The reporting is consistent. Light Reading describes Nokia and Nvidia's AI-RAN proposition running into telco resistance. Verizon, Vodafone, Orange and, notably for me, Telus have all raised doubts about putting graphics processing units into the radio access network. AT&T's chief technology officer has cast public doubt on the case for AI compute at the far edge. The enthusiasm for GPU-in-the-RAN comes from two operators, T-Mobile US and SoftBank, and almost no one else. Much of the rest of the industry is looking at Intel's newer CPUs for its open RAN rollouts rather than filling cell sites with accelerators.

I want to be precise about what this does and does not prove. It does not prove that AI in the RAN is a bad idea. Applying machine learning to scheduling, link adaptation and energy management inside the baseband is real, it is shipping, and Ericsson's AI-in-RAN software subscription is a reasonable way to bring it into existing hardware. What the operators are rejecting is narrower and more specific. They are rejecting the proposition that the cell site should become a general-purpose AI inference venue, stuffed with GPUs, monetised by hosting third-party workloads at the edge of the network. That is the proposition I have said for two years does not survive contact with power, cooling, space, security and, above all, the absence of a monetisation model.

My position has been that AI Grid deployment begins at the central office and the mobile switching office, not the cell site, because every physical and commercial constraint favours the aggregation point over the tower. The reasoning was never controversial to anyone who has stood in both kinds of building. A central office has power feeds, environmental control, physical security and fibre already in place. A cell site has a cabinet, a limited power budget and a landlord. When Verizon, Vodafone, Orange and Telus decline to put GPUs at the far edge, they are not making a new argument. They are confirming an old one, and they are confirming it with capital allocation decisions rather than conference slides, which is the only confirmation that counts.

There is a workstream reason this caught my eye. Telus appearing on the skeptics' list is consistent with what I see in the market: operators that are serious about autonomous operations are also the ones being disciplined about where AI compute physically lands. Those two forms of discipline are related. An operator that thinks clearly about the economics of edge inference tends to think clearly about the economics of everything else in the network.

The AI-RAN enthusiasm gap also matters for how we read vendor claims. When a technology has two vocal operator champions and a longer list of vocal operator skeptics, that is the signature of a capability that has been field-validated in specific conditions but not commercially validated across the market. I have made this distinction before and it applies cleanly here. SoftBank's agentic AI-RAN demonstrations and T-Mobile's Nvidia-backed edge trials are real engineering. They are not yet evidence that the model generalises to operators with different cost structures, different energy prices and different enterprise demand. Treat a two-operator enthusiasm as a pilot signal, not a market verdict.

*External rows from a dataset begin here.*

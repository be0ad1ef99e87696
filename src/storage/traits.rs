//! Storage traits and error types
//!
//! This module defines the trait interface for queue storage backends and
//! associated error types.

use crate::state::ItemStatus;
use crate::storage::{NewItem, QueueItem, Resolution, RunRecord, RunStatus};
use chrono::{DateTime, Utc};
use std::collections::HashMap;
use std::sync::{Mutex, MutexGuard};
use thiserror::Error;

/// Errors that can occur during storage operations
#[derive(Debug, Error)]
pub enum StorageError {
    #[error("SQLite error: {0}")]
    Sqlite(#[from] rusqlite::Error),

    #[error("Queue item not found: {0}")]
    ItemNotFound(i64),

    #[error("Run not found: {0}")]
    RunNotFound(i64),

    #[error("Storage lock poisoned")]
    LockPoisoned,
}

/// Result type for storage operations
pub type StorageResult<T> = Result<T, StorageError>;

/// Trait for queue storage backends
///
/// The store is the only source of truth for item state. All status and
/// claim-token changes go through `insert_items`, `claim_item`,
/// `resolve_item` and the explicit maintenance operations below.
pub trait QueueStore {
    // ===== Items =====

    /// Inserts new pending items
    ///
    /// When `dedupe` is set, a row is skipped if its URL already has a
    /// pending or processing item (including rows inserted earlier in the
    /// same call). Check and insert happen in one transaction.
    ///
    /// # Returns
    ///
    /// The number of rows actually inserted
    fn insert_items(&mut self, items: &[NewItem], dedupe: bool) -> StorageResult<usize>;

    /// Gets an item by ID
    fn get_item(&self, id: i64) -> StorageResult<QueueItem>;

    /// Selects pending items eligible at `now`, ordered by priority desc then id asc
    fn select_eligible(
        &self,
        now: DateTime<Utc>,
        ignore_delay: bool,
        limit: usize,
    ) -> StorageResult<Vec<QueueItem>>;

    /// Conditionally moves an item from pending to processing
    ///
    /// Returns false if the item was no longer pending (another claimer won).
    fn claim_item(&mut self, id: i64, claim_token: &str) -> StorageResult<bool>;

    /// Marks the start of an item's fetch by resetting its `claimed_at`
    ///
    /// Returns false if the item is no longer processing under `claim_token`,
    /// in which case it must not be fetched.
    fn touch_claim(&mut self, id: i64, claim_token: &str) -> StorageResult<bool>;

    /// Writes the terminal outcome of a fetch, increments `attempts` and
    /// clears the claim
    ///
    /// Only applies while the item is still processing under `claim_token`;
    /// returns false otherwise.
    fn resolve_item(
        &mut self,
        id: i64,
        claim_token: &str,
        resolution: &Resolution,
    ) -> StorageResult<bool>;

    /// Deletes every pending or processing item
    fn delete_active(&mut self) -> StorageResult<u64>;

    // ===== Statistics =====

    /// Counts items per status; statuses with no rows may be absent
    fn count_by_status(&self) -> StorageResult<HashMap<ItemStatus, u64>>;

    /// URLs of pending items in claim order
    fn sample_pending(&self, limit: usize) -> StorageResult<Vec<String>>;

    // ===== Maintenance =====

    /// Returns processing items claimed before `claimed_before` to pending
    fn release_stale_claims(&mut self, claimed_before: DateTime<Utc>) -> StorageResult<u64>;

    /// Returns failed items with fewer than `max_attempts` attempts to pending,
    /// eligible again from `not_before`
    fn requeue_failed(&mut self, max_attempts: u32, not_before: DateTime<Utc>)
        -> StorageResult<u64>;

    // ===== Run Management =====

    /// Creates a new run owning `claim_token`
    fn create_run(&mut self, claim_token: &str, config_hash: &str) -> StorageResult<i64>;

    /// Marks a run finished with its final status and totals
    fn finish_run(
        &mut self,
        run_id: i64,
        status: RunStatus,
        processed: u64,
        success: u64,
        failed: u64,
    ) -> StorageResult<()>;

    /// Gets a run by ID
    fn get_run(&self, run_id: i64) -> StorageResult<RunRecord>;

    /// Gets the most recent run
    fn get_latest_run(&self) -> StorageResult<Option<RunRecord>>;
}

/// Locks a shared store, mapping a poisoned lock to a storage error
pub fn lock_store<S: ?Sized>(store: &Mutex<S>) -> StorageResult<MutexGuard<'_, S>> {
    store.lock().map_err(|_| StorageError::LockPoisoned)
}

So where does this leave the fabric argument I made last week? Exactly where I left it, and stronger. The operators are removing the least defensible node from the AI Grid, the cell site as inference host, which clears the ground for the argument that actually matters. Once you accept that heavy inference will not live at the tower, the interesting question becomes how you knit central offices, regional data centres and a small number of genuinely latency-bound edge sites into one addressable pool. The industry spent this week deciding where the compute will not go. That is progress. The harder decision, who owns the fabric that arbitrates across the places it will go, is still open, though.